- Exercise data
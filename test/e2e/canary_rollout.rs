//! End-to-end canary rollout.
//!
//! Runs the rollout coordinator and the mock provisioner as real workers
//! against one store and follows the component DaemonSet through the store's
//! change feed, verifying:
//!
//! 1. The install template is recorded and every node gets a ready pod
//! 2. A KubeVirt customization starts a rollout
//! 3. `maxUnavailable` moves through 1, 10%, 1
//! 4. Every pod ends on the new template and the stage annotations are gone
//!
//! ## Running
//!
//! ```bash
//! cargo test -p virtops-e2e --test canary_rollout
//! ```

use std::sync::Arc;
use std::time::Duration;

use serde_json::json;
use tokio::sync::{mpsc, watch};
use tokio::task::JoinHandle;
use virtops_api::{
    Api, CustomizeComponents, CustomizeComponentsPatch, DaemonSet, DaemonSetSpec, KubeVirt,
    KubeVirtSpec, Node, ObjectMeta, ObjectStore, PatchType, Pod, Resource, SqliteStore,
};
use virtops_controller::rollout::{DAEMONSET_RESOURCE_TYPE, STAGE_ANNOTATION};
use virtops_controller::{
    Context, MockProvisioner, ReconcileLoop, RolloutConfig, RolloutReconciler, Worker,
};
use virtops_events::{reasons, MemoryRecorder};

const NS: &str = "kubevirt";
const NODES: usize = 4;
const TICK: Duration = Duration::from_millis(10);
const DEADLINE: Duration = Duration::from_secs(20);

fn spawn<R: ReconcileLoop + 'static>(reconciler: R, shutdown: &watch::Receiver<bool>) -> JoinHandle<()> {
    let worker = Worker::new(reconciler, TICK);
    let shutdown = shutdown.clone();
    tokio::spawn(async move { worker.run(shutdown).await })
}

/// Forwards every committed DaemonSet write, decoded.
fn follow_daemonsets(store: &Arc<dyn ObjectStore>) -> mpsc::UnboundedReceiver<DaemonSet> {
    let mut feed = store.watch();
    let (tx, rx) = mpsc::unbounded_channel();
    tokio::spawn(async move {
        loop {
            match feed.recv().await {
                Ok(event) if event.kind == DaemonSet::KIND => {
                    if let Ok(ds) = serde_json::from_value::<DaemonSet>(event.object) {
                        if tx.send(ds).is_err() {
                            return;
                        }
                    }
                }
                Ok(_) => {}
                Err(tokio::sync::broadcast::error::RecvError::Lagged(n)) => {
                    panic!("change feed dropped {n} events");
                }
                Err(tokio::sync::broadcast::error::RecvError::Closed) => return,
            }
        }
    });
    rx
}

async fn wait_for_ready_pods(pods: &Api<Pod>, count: usize) {
    let start = std::time::Instant::now();
    loop {
        let ready = pods
            .list()
            .await
            .unwrap()
            .iter()
            .filter(|p| p.is_ready())
            .count();
        if ready == count {
            return;
        }
        if start.elapsed() > DEADLINE {
            panic!("only {ready} of {count} pods became ready within {DEADLINE:?}");
        }
        tokio::time::sleep(TICK).await;
    }
}

fn handler_daemonset() -> DaemonSet {
    DaemonSet {
        metadata: ObjectMeta::named(NS, "virt-handler"),
        spec: DaemonSetSpec {
            template: json!({
                "metadata": { "labels": { "kubevirt.io": "virt-handler" } },
                "spec": { "containers": [ { "name": "virt-handler", "image": "virt-handler:v1" } ] }
            }),
            ..Default::default()
        },
        status: Default::default(),
    }
}

fn image_override() -> CustomizeComponents {
    CustomizeComponents {
        patches: vec![CustomizeComponentsPatch {
            resource_name: "virt-handler".to_string(),
            resource_type: DAEMONSET_RESOURCE_TYPE.to_string(),
            patch: r#"[{"op":"replace","path":"/spec/template/spec/containers/0/image","value":"virt-handler:v2"}]"#
                .to_string(),
            patch_type: PatchType::Json,
        }],
    }
}

#[tokio::test]
async fn test_canary_rollout_widens_then_narrows() {
    let store: Arc<dyn ObjectStore> = Arc::new(SqliteStore::open_in_memory().unwrap());
    let recorder = Arc::new(MemoryRecorder::new());
    let ctx = Context::new(store.clone(), recorder.clone());

    for i in 0..NODES {
        ctx.cluster_api::<Node>()
            .create(&Node::new(format!("node-{i}")))
            .await
            .unwrap();
    }
    let daemonsets: Api<DaemonSet> = ctx.api(NS);
    daemonsets.create(&handler_daemonset()).await.unwrap();
    let kubevirts: Api<KubeVirt> = ctx.api(NS);
    let mut kv = kubevirts
        .create(&KubeVirt {
            metadata: ObjectMeta::named(NS, "kubevirt"),
            spec: KubeVirtSpec::default(),
        })
        .await
        .unwrap();

    let (shutdown_tx, shutdown_rx) = watch::channel(false);
    let handles = vec![
        spawn(
            RolloutReconciler::new(ctx.clone(), NS, RolloutConfig::default()),
            &shutdown_rx,
        ),
        spawn(MockProvisioner::new(ctx.clone(), NS), &shutdown_rx),
    ];

    let pods: Api<Pod> = ctx.api(NS);
    wait_for_ready_pods(&pods, NODES).await;

    let mut writes = follow_daemonsets(&store);
    kv.spec.customize_components = image_override();
    kubevirts.replace(&kv).await.unwrap();

    let mut sequence: Vec<String> = Vec::new();
    let mut stages_seen = false;
    let observed = tokio::time::timeout(DEADLINE, async {
        while let Some(ds) = writes.recv().await {
            let max = ds.max_unavailable().to_string();
            if sequence.last() != Some(&max) {
                sequence.push(max);
            }
            match ds.metadata.annotations.get(STAGE_ANNOTATION) {
                Some(_) => stages_seen = true,
                None if stages_seen => return,
                None => {}
            }
        }
    })
    .await;
    assert!(observed.is_ok(), "rollout did not finish, saw {sequence:?}");
    assert_eq!(sequence, vec!["1", "10%", "1"]);

    wait_for_ready_pods(&pods, NODES).await;
    let ds = daemonsets.get("virt-handler").await.unwrap();
    assert_eq!(ds.spec.template["spec"]["containers"][0]["image"], "virt-handler:v2");
    assert_eq!(ds.status.desired_number_scheduled, NODES as i32);

    let current = pods.list().await.unwrap();
    assert_eq!(current.len(), NODES);
    let hashes: std::collections::BTreeSet<_> =
        current.iter().map(|p| p.revision_hash().map(str::to_string)).collect();
    assert_eq!(hashes.len(), 1, "pods on mixed revisions: {hashes:?}");

    let obj = ds.object_ref();
    for reason in [
        reasons::ROLLOUT_STARTED,
        reasons::ROLLOUT_WIDENED,
        reasons::ROLLOUT_NARROWED,
        reasons::ROLLOUT_COMPLETE,
    ] {
        assert!(recorder.has_reason(&obj, reason), "missing event {reason}");
    }
    assert!(!recorder.has_reason(&obj, reasons::ROLLOUT_STUCK));

    let _ = shutdown_tx.send(true);
    for handle in handles {
        handle.await.unwrap();
    }
}
//! Mock storage and compute provisioner.
//!
//! Stands in for the CSI driver, the snapshot controller, virt-handler and
//! the kubelet in development mode and tests. Each pass:
//!
//! 1. creates the claim behind every DataVolume template
//! 2. binds pending claims (`Immediate` at once, `WaitForFirstConsumer`
//!    once a VM that should run references them)
//! 3. marks volume snapshots durable, or failed when the storage class has
//!    no snapshot support
//! 4. reports VMs Running or Stopped
//! 5. marks DaemonSet pods ready

use std::collections::BTreeSet;

use async_trait::async_trait;
use chrono::Utc;
use tracing::{debug, info};
use virtops_api::{
    Api, ClaimPhase, ObjectMeta, PersistentVolumeClaim, PersistentVolumeClaimSpec, Pod,
    PrintableStatus, Resource, ResourceRequirements, StorageClass, VirtualMachine,
    VolumeBindingMode, VolumeSnapshot, STORAGE_REQUEST,
};

use crate::context::Context;
use crate::error::ControllerResult;
use crate::worker::{ReconcileLoop, ReconcileStats};

pub struct MockProvisioner {
    ctx: Context,
    namespace: String,

    /// Whether every volume snapshot should fail.
    fail_snapshots: bool,
}

impl MockProvisioner {
    pub fn new(ctx: Context, namespace: impl Into<String>) -> Self {
        Self {
            ctx,
            namespace: namespace.into(),
            fail_snapshots: false,
        }
    }

    /// A provisioner whose volume snapshots all fail.
    pub fn failing(ctx: Context, namespace: impl Into<String>) -> Self {
        Self {
            fail_snapshots: true,
            ..Self::new(ctx, namespace)
        }
    }

    fn vms(&self) -> Api<VirtualMachine> {
        self.ctx.api(&self.namespace)
    }

    fn claims(&self) -> Api<PersistentVolumeClaim> {
        self.ctx.api(&self.namespace)
    }

    async fn storage_class(&self, name: Option<&str>) -> ControllerResult<Option<StorageClass>> {
        match name {
            Some(name) => Ok(self.ctx.cluster_api::<StorageClass>().get_opt(name).await?),
            None => Ok(None),
        }
    }

    /// Runs one provisioning pass; returns how many objects changed.
    pub async fn provision(&self) -> ControllerResult<usize> {
        let mut changed = self.create_data_volume_claims().await?;
        changed += self.bind_claims().await?;
        changed += self.complete_volume_snapshots().await?;
        changed += self.update_vm_status().await?;
        changed += self.ready_pods().await?;
        Ok(changed)
    }

    async fn create_data_volume_claims(&self) -> ControllerResult<usize> {
        let mut created = 0;
        for vm in self.vms().list().await? {
            // The restore engine owns the claims of a VM it is rewriting.
            if vm.status.restore_in_progress.is_some() {
                continue;
            }
            let Some(owner) = vm.controller_ref() else {
                continue;
            };
            for dv in &vm.spec.data_volume_templates {
                if self.claims().get_opt(&dv.name).await?.is_some() {
                    continue;
                }
                let mut resources = ResourceRequirements::default();
                if let Some(size) = &dv.size {
                    resources.requests.insert(STORAGE_REQUEST.to_string(), size.clone());
                }
                let claim = PersistentVolumeClaim {
                    metadata: ObjectMeta::named(&self.namespace, &dv.name).with_owner(owner.clone()),
                    spec: PersistentVolumeClaimSpec {
                        storage_class_name: dv.storage_class_name.clone(),
                        data_source: None,
                        resources,
                    },
                    status: Default::default(),
                };
                match self.claims().create(&claim).await {
                    Ok(_) => {
                        info!(vm = %vm.name(), claim = %dv.name, "[MOCK] Provisioned DataVolume claim");
                        created += 1;
                    }
                    Err(e) if e.is_already_exists() => {}
                    Err(e) => return Err(e.into()),
                }
            }
        }
        Ok(created)
    }

    async fn bind_claims(&self) -> ControllerResult<usize> {
        let consumed: BTreeSet<String> = self
            .vms()
            .list()
            .await?
            .iter()
            .filter(|vm| vm.is_run_requested())
            .flat_map(|vm| {
                vm.spec
                    .persistent_claims()
                    .into_iter()
                    .map(|(_, claim)| claim.to_string())
                    .collect::<Vec<_>>()
            })
            .collect();

        let mut bound = 0;
        for mut claim in self.claims().list().await? {
            if claim.is_bound() {
                continue;
            }
            let class = self
                .storage_class(claim.spec.storage_class_name.as_deref())
                .await?;
            let wait_for_consumer = class
                .is_some_and(|c| c.volume_binding_mode == VolumeBindingMode::WaitForFirstConsumer);
            if wait_for_consumer && !consumed.contains(claim.name()) {
                debug!(claim = %claim.name(), "[MOCK] Claim waiting for first consumer");
                continue;
            }
            claim.status.phase = ClaimPhase::Bound;
            self.claims().replace_status(&claim).await?;
            info!(claim = %claim.name(), "[MOCK] Bound claim");
            bound += 1;
        }
        Ok(bound)
    }

    async fn complete_volume_snapshots(&self) -> ControllerResult<usize> {
        let api: Api<VolumeSnapshot> = self.ctx.api(&self.namespace);
        let mut done = 0;
        for mut vs in api.list().await? {
            if vs.status.ready_to_use || vs.status.error.is_some() {
                continue;
            }
            let class = self
                .storage_class(vs.spec.storage_class_name.as_deref())
                .await?;
            let unsupported = class.as_ref().is_some_and(|c| !c.snapshot_supported);
            if self.fail_snapshots || unsupported {
                let message = format!(
                    "no snapshot class for storage class {:?}",
                    vs.spec.storage_class_name.as_deref().unwrap_or_default()
                );
                info!(volume_snapshot = %vs.name(), error = %message, "[MOCK] Volume snapshot failed");
                vs.status.error = Some(message);
            } else {
                info!(volume_snapshot = %vs.name(), claim = %vs.spec.persistent_volume_claim_name, "[MOCK] Volume snapshot ready");
                vs.status.ready_to_use = true;
                vs.status.creation_time = Some(Utc::now());
            }
            api.replace_status(&vs).await?;
            done += 1;
        }
        Ok(done)
    }

    async fn update_vm_status(&self) -> ControllerResult<usize> {
        let bound: BTreeSet<String> = self
            .claims()
            .list()
            .await?
            .into_iter()
            .filter(|c| c.is_bound())
            .map(|c| c.metadata.name)
            .collect();

        let mut updated = 0;
        for vm in self.vms().list().await? {
            let (printable, ready) = if !vm.is_run_requested() {
                (PrintableStatus::Stopped, false)
            } else if vm
                .spec
                .persistent_claims()
                .iter()
                .all(|(_, claim)| bound.contains(*claim))
            {
                (PrintableStatus::Running, true)
            } else {
                (PrintableStatus::Starting, false)
            };
            if vm.status.printable_status == printable && vm.status.ready == ready {
                continue;
            }
            let mut next = vm.clone();
            next.status.printable_status = printable;
            next.status.ready = ready;
            self.vms().replace_status(&next).await?;
            info!(vm = %vm.name(), from = %vm.status.printable_status, to = %printable, "[MOCK] VM status changed");
            updated += 1;
        }
        Ok(updated)
    }

    async fn ready_pods(&self) -> ControllerResult<usize> {
        let api: Api<Pod> = self.ctx.api(&self.namespace);
        let mut started = 0;
        for mut pod in api.list().await? {
            if pod.status.ready {
                continue;
            }
            pod.status.ready = true;
            pod.status.start_time = Some(Utc::now());
            api.replace_status(&pod).await?;
            debug!(pod = %pod.name(), node = %pod.spec.node_name, "[MOCK] Pod ready");
            started += 1;
        }
        Ok(started)
    }
}

#[async_trait]
impl ReconcileLoop for MockProvisioner {
    fn name(&self) -> &'static str {
        "provisioner"
    }

    async fn reconcile_all(&self) -> ControllerResult<ReconcileStats> {
        let changed = self.provision().await?;
        Ok(ReconcileStats {
            processed: changed,
            ..Default::default()
        })
    }
}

- Work order
Please state how many lines in the entries include the string "containers", giving no more than the number.

- Exercise output
3